I haven’t really written anything for weeks. My journal, which often has the odd messy paragraph or two of a blog idea in its pages alongside reminders of appointments and reminders to request my next prescription, hasn’t had an entry in for a few months. Even when I have had an idea for something, I end up either forgetting about it or losing interest in it before I get the moment to write it.

I thought that the various lockdowns would make me more productive on the blog front, being at home more. While it did do that for a time, come the third lockdown and the gradual easing of restrictions I had just lost enthusiasm. Not just for writing, but for other things that used to interest me.

I also fell into bad habits. I never used to keep my phone by my bed, because I thought that it would be the first thing I reached for when I woke up in the morning and therefore keep me from getting out of bed. Turns out I was right. I now turn it off and keep it in my sock drawer at night (it’s helped a bit). I’m also trying to use my phone less, turning it off for an hour or so during the day and sometimes leaving it at home when I go for a walk in order to prevent getting too obsessed over the number of steps I’ve walked.

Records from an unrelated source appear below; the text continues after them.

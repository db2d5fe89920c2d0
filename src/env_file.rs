//! dotenv file sources.
//!
//! Loads a `.env`-style file into a [`Source`] so it can be checked before
//! it is used. Nothing is written to the process environment.
//!
//! Unquoted and double-quoted values expand `$VAR` and `${VAR}` from the
//! checking process's environment; an unset reference expands to the empty
//! string and so is reported missing. Single-quoted values are literal.

use std::path::Path;

use crate::error::{EnvcheckError, Result};
use crate::source::Source;

/// Label used in errors for content that did not come from a file.
const INLINE_ORIGIN: &str = "<inline>";

/// Load and parse an env file from a path.
///
/// `KEY=` lines become empty values, which a check reports as missing.
///
/// # Example
///
/// ```no_run
/// use envcheck::{check_env_source, load_env_file, CheckOptions};
/// use std::path::Path;
///
/// let source = load_env_file(Path::new(".env.production")).unwrap();
/// check_env_source(&source, &CheckOptions::new());
/// ```
pub fn load_env_file(path: &Path) -> Result<Source> {
    let content = std::fs::read_to_string(path).map_err(|source| EnvcheckError::EnvFileRead {
        path: path.to_path_buf(),
        source,
    })?;
    let vars = parse(&content, path)?;
    tracing::debug!(path = %path.display(), keys = vars.len(), "Loaded env file");
    Ok(vars)
}

/// Parse env file content.
///
/// # Example
///
/// ```
/// use envcheck::parse_env_str;
///
/// let content = r#"
/// ## Database config
/// DATABASE_URL=postgres://localhost/db
/// DEBUG="true"
/// EMPTY=
/// "#;
///
/// let source = parse_env_str(content).unwrap();
/// assert_eq!(source.get("DATABASE_URL"), Some("postgres://localhost/db"));
/// assert_eq!(source.get("DEBUG"), Some("true"));
/// assert_eq!(source.get("EMPTY"), Some(""));
/// ```
pub fn parse_env_str(content: &str) -> Result<Source> {
    parse(content, Path::new(INLINE_ORIGIN))
}

fn parse(content: &str, origin: &Path) -> Result<Source> {
    let mut source = Source::new();
    for item in dotenvy::from_read_iter(content.as_bytes()) {
        let (key, value) = item.map_err(|e| EnvcheckError::EnvFileParse {
            path: origin.to_path_buf(),
            message: e.to_string(),
        })?;
        source.set(key, value);
    }
    Ok(source)
}
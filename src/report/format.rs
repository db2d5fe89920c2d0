//! Diagnostic block formatting.

/// Wording of the diagnostic block emitted for missing variables.
///
/// The block is a banner, a separator, one marked line per missing name,
/// and the same separator again.
///
/// # Example
///
/// ```
/// use envcheck::ReportFormat;
///
/// let block = ReportFormat::default().render(&["DATABASE_URL".to_string()]);
/// let lines: Vec<&str> = block.lines().collect();
///
/// assert_eq!(lines.len(), 4);
/// assert_eq!(lines[1], lines[3]);
/// assert!(lines[2].ends_with("DATABASE_URL"));
/// ```
#[derive(Debug, Clone, PartialEq, Eq)]
pub struct ReportFormat {
    /// First line of the block.
    pub banner: String,
    /// Line placed above and below the list of names.
    pub separator: String,
    /// Prefix for each missing name.
    pub marker: String,
}

impl Default for ReportFormat {
    fn default() -> Self {
        Self {
            banner: "Missing required environment variables:".to_string(),
            separator: "=".repeat(48),
            marker: "✗".to_string(),
        }
    }
}

impl ReportFormat {
    /// Replace the banner line.
    pub fn with_banner(mut self, banner: impl Into<String>) -> Self {
        self.banner = banner.into();
        self
    }

    /// Replace the separator line.
    pub fn with_separator(mut self, separator: impl Into<String>) -> Self {
        self.separator = separator.into();
        self
    }

    /// Replace the per-name marker.
    pub fn with_marker(mut self, marker: impl Into<String>) -> Self {
        self.marker = marker.into();
        self
    }

    /// Render the block for `missing`, without a trailing newline.
    pub fn render(&self, missing: &[String]) -> String {
        let mut lines = Vec::with_capacity(missing.len() + 3);
        lines.push(self.banner.clone());
        lines.push(self.separator.clone());
        for name in missing {
            lines.push(format!("{} {}", self.marker, name));
        }
        lines.push(self.separator.clone());
        lines.join("\n")
    }
}
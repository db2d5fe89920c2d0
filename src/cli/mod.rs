//! Command-line interface for envcheck.
//!
//! # Architecture
//!
//! - [`args`] - Argument definitions using clap derive macros
//! - [`check`] - The check command built on the library entry points

pub mod args;
pub mod check;

pub use args::Cli;
pub use check::{CheckCommand, CommandResult};

/// Exit status for usage and env file errors.
pub const ERROR_EXIT_CODE: u8 = 2;
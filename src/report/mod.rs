//! Reporting of missing variables.
//!
//! This module provides:
//! - [`DiagnosticSink`] trait for the error and warning channels
//! - [`ReportFormat`] for the wording of the diagnostic block
//! - [`report`] which picks the channel and decides the [`Disposition`]
//!
//! Reporting never terminates the process. Termination is left to
//! [`Verdict::enforce`](crate::Verdict::enforce).

pub mod format;
pub mod sink;

pub use format::ReportFormat;
pub use sink::{MemorySink, StderrSink, TracingSink};

/// Destination for diagnostic blocks.
///
/// Each call receives one complete multi-line block.
pub trait DiagnosticSink {
    /// Emit a block on the error channel.
    fn error(&mut self, block: &str);

    /// Emit a block on the warning channel.
    fn warning(&mut self, block: &str);
}

impl<S: DiagnosticSink + ?Sized> DiagnosticSink for &mut S {
    fn error(&mut self, block: &str) {
        (**self).error(block);
    }

    fn warning(&mut self, block: &str) {
        (**self).warning(block);
    }
}

/// What reporting decided for a check.
#[derive(Debug, Clone, Copy, PartialEq, Eq)]
pub enum Disposition {
    /// Nothing missing, nothing emitted.
    Pass,
    /// Names missing, reported on the warning channel.
    Warned,
    /// Names missing, reported on the error channel; the process should exit.
    Abort,
}

impl Disposition {
    /// Whether the process should terminate.
    pub fn should_exit(self) -> bool {
        matches!(self, Self::Abort)
    }
}

/// Report `missing` on the channel selected by `exit_on_error`.
///
/// Emits nothing when `missing` is empty.
pub fn report<S: DiagnosticSink + ?Sized>(
    missing: &[String],
    exit_on_error: bool,
    format: &ReportFormat,
    sink: &mut S,
) -> Disposition {
    if missing.is_empty() {
        return Disposition::Pass;
    }

    let block = format.render(missing);
    if exit_on_error {
        sink.error(&block);
        Disposition::Abort
    } else {
        sink.warning(&block);
        Disposition::Warned
    }
}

The biggest habit I’m trying to quit though is Twitter. I decided to give it up almost a year ago as it was affecting me a lot and not in a good way. I did manage to stay away from posting on it until Christmas, when I then decided to dip in to post a message and then log out again. I went back on it properly with the aim of keeping my time on it per day to a bare minimum and not look at what’s trending. I have realised that I am once again slipping into the cesspit so I’m planning on getting out of it again before it overwhelms me like it did last time.